WHAT IS EXPECTED:
The word to look for is "complaint". Report every line of the entries below that has it.

DATASET RECORDS:
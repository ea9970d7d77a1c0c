//! Sync error types.

use crate::store::StoreError;
use crate::sync::state::StateError;

/// Errors that can occur during mirror client operations.
///
/// Transport-class failures are swallowed and logged at the fire-and-forget
/// push boundary; they only surface to callers that sync explicitly.
#[derive(Debug, thiserror::Error)]
pub enum SyncError {
    /// No sync key is configured; the console is in local-only mode.
    #[error("no sync key set; configure one with `opsdesk sync set-key`")]
    NoSyncKey,

    /// The mirror endpoint was unreachable or the request failed in flight.
    #[error("mirror transport error: {0}")]
    Transport(#[from] reqwest::Error),

    /// The mirror answered with a non-success status.
    #[error("mirror returned status {status}: {message}")]
    Status {
        status: reqwest::StatusCode,
        message: String,
    },

    /// The mirror answered 2xx but the body was not a usable snapshot.
    #[error("malformed mirror response: {0}")]
    MalformedResponse(String),

    /// Local storage failed while exporting or importing a snapshot.
    #[error(transparent)]
    Store(#[from] StoreError),

    /// The sync state file could not be updated.
    #[error(transparent)]
    State(#[from] StateError),
}
use std::path::PathBuf;

use clap::{Args, Subcommand};

use crate::snapshot::{export_snapshot, import_snapshot};
use crate::store::LocalStore;

/// Export or import full-store snapshots
#[derive(Args)]
pub struct SnapshotCommand {
    #[command(subcommand)]
    pub command: SnapshotSubcommand,
}

#[derive(Subcommand)]
pub enum SnapshotSubcommand {
    /// Write the full store to a snapshot file
    Export {
        /// Output file
        path: PathBuf,
    },

    /// Restore collections from a snapshot file
    Import {
        /// Input file
        path: PathBuf,
    },
}

impl SnapshotCommand {
    pub async fn run(&self, store: &LocalStore) -> Result<(), Box<dyn std::error::Error>> {
        match &self.command {
            SnapshotSubcommand::Export { path } => {
                let snapshot = export_snapshot(store).await?;
                std::fs::write(path, &snapshot)?;
                println!("Exported {} bytes to {}", snapshot.len(), path.display());
            }
            SnapshotSubcommand::Import { path } => {
                let contents = std::fs::read_to_string(path)?;
                if import_snapshot(store, &contents).await? {
                    println!("Imported snapshot from {}", path.display());
                } else {
                    // Fail closed: nothing was changed.
                    eprintln!("Invalid snapshot schema; store left untouched.");
                    std::process::exit(1);
                }
            }
        }
        Ok(())
    }
}
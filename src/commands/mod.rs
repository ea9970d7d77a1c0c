mod complaint;
mod config_cmd;
mod snapshot_cmd;
mod sync_cmd;
mod task;
mod user;

pub use complaint::ComplaintCommand;
pub use config_cmd::ConfigCommand;
pub use snapshot_cmd::SnapshotCommand;
pub use sync_cmd::SyncCommand;
pub use task::TaskCommand;
pub use user::UserCommand;

use clap::ValueEnum;

#[derive(Clone, ValueEnum, Default)]
pub enum OutputFormat {
    #[default]
    Text,
    Json,
}
use chrono::{DateTime, NaiveDate, Utc};
use serde::{Deserialize, Serialize};
use uuid::Uuid;

#[derive(Debug, Clone, Serialize, Deserialize)]
pub struct Expense {
    pub id: String,
    pub description: String,
    pub amount: f64,
    pub category: String,
    pub incurred_on: NaiveDate,
    pub recorded_by: String,
}

impl Expense {
    pub fn new(
        description: impl Into<String>,
        amount: f64,
        category: impl Into<String>,
        incurred_on: NaiveDate,
    ) -> Self {
        Self {
            id: Uuid::new_v4().to_string(),
            description: description.into(),
            amount,
            category: category.into(),
            incurred_on,
            recorded_by: String::new(),
        }
    }

    pub fn with_recorded_by(mut self, recorded_by: impl Into<String>) -> Self {
        self.recorded_by = recorded_by.into();
        self
    }
}

/// One payslip line for one user and pay period.
#[derive(Debug, Clone, Serialize, Deserialize)]
pub struct PayslipEntry {
    pub id: String,
    pub user_id: String,
    /// Pay period, e.g. "2026-08".
    pub period: String,
    pub amount: f64,
    pub paid: bool,
    pub paid_at: Option<DateTime<Utc>>,
}

impl PayslipEntry {
    pub fn new(user_id: impl Into<String>, period: impl Into<String>, amount: f64) -> Self {
        Self {
            id: Uuid::new_v4().to_string(),
            user_id: user_id.into(),
            period: period.into(),
            amount,
            paid: false,
            paid_at: None,
        }
    }

    /// Marks the entry paid, stamping the payment time.
    pub fn mark_paid(&mut self) {
        self.paid = true;
        self.paid_at = Some(Utc::now());
    }
}

#[cfg(test)]
mod tests {
    use super::*;

    #[test]
    fn test_payslip_mark_paid() {
        let mut entry = PayslipEntry::new("user-operator", "2026-08", 2400.0);
        assert!(!entry.paid);
        assert!(entry.paid_at.is_none());

        entry.mark_paid();
        assert!(entry.paid);
        assert!(entry.paid_at.is_some());
    }

    #[test]
    fn test_expense_builder() {
        let date = NaiveDate::from_ymd_opt(2026, 8, 1).unwrap();
        let expense = Expense::new("Printer toner", 89.5, "office", date).with_recorded_by("ada");
        assert_eq!(expense.recorded_by, "ada");
        assert_eq!(expense.category, "office");
    }
}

REPLY:
mod complaint;
pub use complaint::ComplaintCommand;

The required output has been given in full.